JUREMA MONTEIRO – Sim, sem dúvidas e por isso o papel da imprensa é tão importante e é assim que vamos vencer. A orientação para o passageiro é o desafio da humanidade. As companhias aéreas já desempenham um bom trabalho nesse sentido, mas há sempre espaço para melhorias. Existem muitos instrumentos de inteligência artificial que elas estão usando, mas que podem ser aprimorados, além de muitas ferramentas de atendimento direto que podem ser mais eficientes.
A ANAC ainda está na fase de regulamentação da medida de combate ao passageiro indisciplinado, e temos apoiado e incentivado para que a resolução aconteça o mais rápido possível. Em última instância, haverá uma lista de inadmissão, impedindo passageiros com condutas inadequadas de voar por 12 meses. Esse período foi estabelecido com base em referências internacionais, de países que já implementaram essa prática com resultados positivos.
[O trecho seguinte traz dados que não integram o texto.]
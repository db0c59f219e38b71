//! Single-player minesweeper grid engine.
//!
//! A [`Minefield`] owns the current [`Board`], places mines through a
//! [`MineGenerator`], and answers reveal requests with plain data that a
//! presentation layer can render directly.

use serde::{Deserialize, Serialize};

pub use board::*;
pub use cell::*;
pub use engine::*;
pub use error::*;
pub use generator::*;
pub use types::*;
pub use view::*;

mod board;
mod cell;
mod engine;
mod error;
mod generator;
mod types;
mod view;

/// Largest side length a presentation layer offers by default.
pub const DEFAULT_MAX_SIDE: Coord = 30;

/// Upper bound for a configured `max_side`, keeps boards at a million cells.
pub const MAX_SIDE_CEILING: Coord = 1000;

/// Parameters of a new game before any clamping by the caller.
pub const DEFAULT_CONFIG: BoardConfig = BoardConfig::new_unchecked(20, 20, 50);

#[derive(Copy, Clone, Debug, PartialEq, Eq, Serialize, Deserialize)]
pub struct Limits {
    pub max_side: Coord,
}

impl Limits {
    /// Clamps `max_side` into `2..=MAX_SIDE_CEILING`, the smallest range that
    /// still admits a valid board.
    pub fn new(max_side: Coord) -> Self {
        let clamped = max_side.clamp(2, MAX_SIDE_CEILING);
        if clamped != max_side {
            log::info!("Clamped max side {} to {}", max_side, clamped);
        }
        Self { max_side: clamped }
    }
}

impl Default for Limits {
    fn default() -> Self {
        Self {
            max_side: DEFAULT_MAX_SIDE,
        }
    }
}

#[derive(Copy, Clone, Debug, PartialEq, Eq, Serialize, Deserialize)]
pub struct BoardConfig {
    pub width: Coord,
    pub height: Coord,
    pub mines: CellCount,
}

impl BoardConfig {
    pub(crate) const fn new_unchecked(width: Coord, height: Coord, mines: CellCount) -> Self {
        Self {
            width,
            height,
            mines,
        }
    }

    /// Validates the parameters, at least one cell must stay mine-free.
    pub fn new(width: Coord, height: Coord, mines: CellCount) -> Result<Self> {
        let config = Self::new_unchecked(width, height, mines);
        config.validate()?;
        Ok(config)
    }

    /// Clamps the parameters the way an input form does: each side into
    /// `1..=max_side`, then mines into `1..=area - 1` for the clamped area.
    pub fn clamped(width: Coord, height: Coord, mines: CellCount, limits: &Limits) -> Self {
        let max_side = limits.max_side.clamp(2, MAX_SIDE_CEILING);
        let width = width.clamp(1, max_side);
        let mut height = height.clamp(1, max_side);
        if mult(width, height) < 2 {
            log::debug!("Single cell board has no valid mine count, growing height to 2");
            height = 2;
        }
        let mines = mines.clamp(1, mult(width, height) - 1);
        Self::new_unchecked(width, height, mines)
    }

    pub fn validate(&self) -> Result<()> {
        let valid = self.width >= 1
            && self.height >= 1
            && self.mines >= 1
            && self.mines < self.total_cells();
        if valid {
            Ok(())
        } else {
            log::warn!(
                "Rejecting board configuration {}x{} with {} mines",
                self.width,
                self.height,
                self.mines
            );
            Err(BoardError::InvalidConfiguration {
                width: self.width,
                height: self.height,
                mines: self.mines,
            })
        }
    }

    pub const fn size(&self) -> Coord2 {
        (self.width, self.height)
    }

    pub const fn total_cells(&self) -> CellCount {
        mult(self.width, self.height)
    }
}

impl Default for BoardConfig {
    fn default() -> Self {
        DEFAULT_CONFIG
    }
}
Acredito que estamos vivendo um momento muito complexo da humanidade. Como mencionou Marcelo Freixo, presidente da Embratur, na abertura do Festuris, começamos o século de uma maneira e provavelmente o terminaremos de outra. Não sei se de forma melhor, mas acho que devemos cuidar do presente com muita atenção. Esse é um trabalho contínuo que precisa de investimento.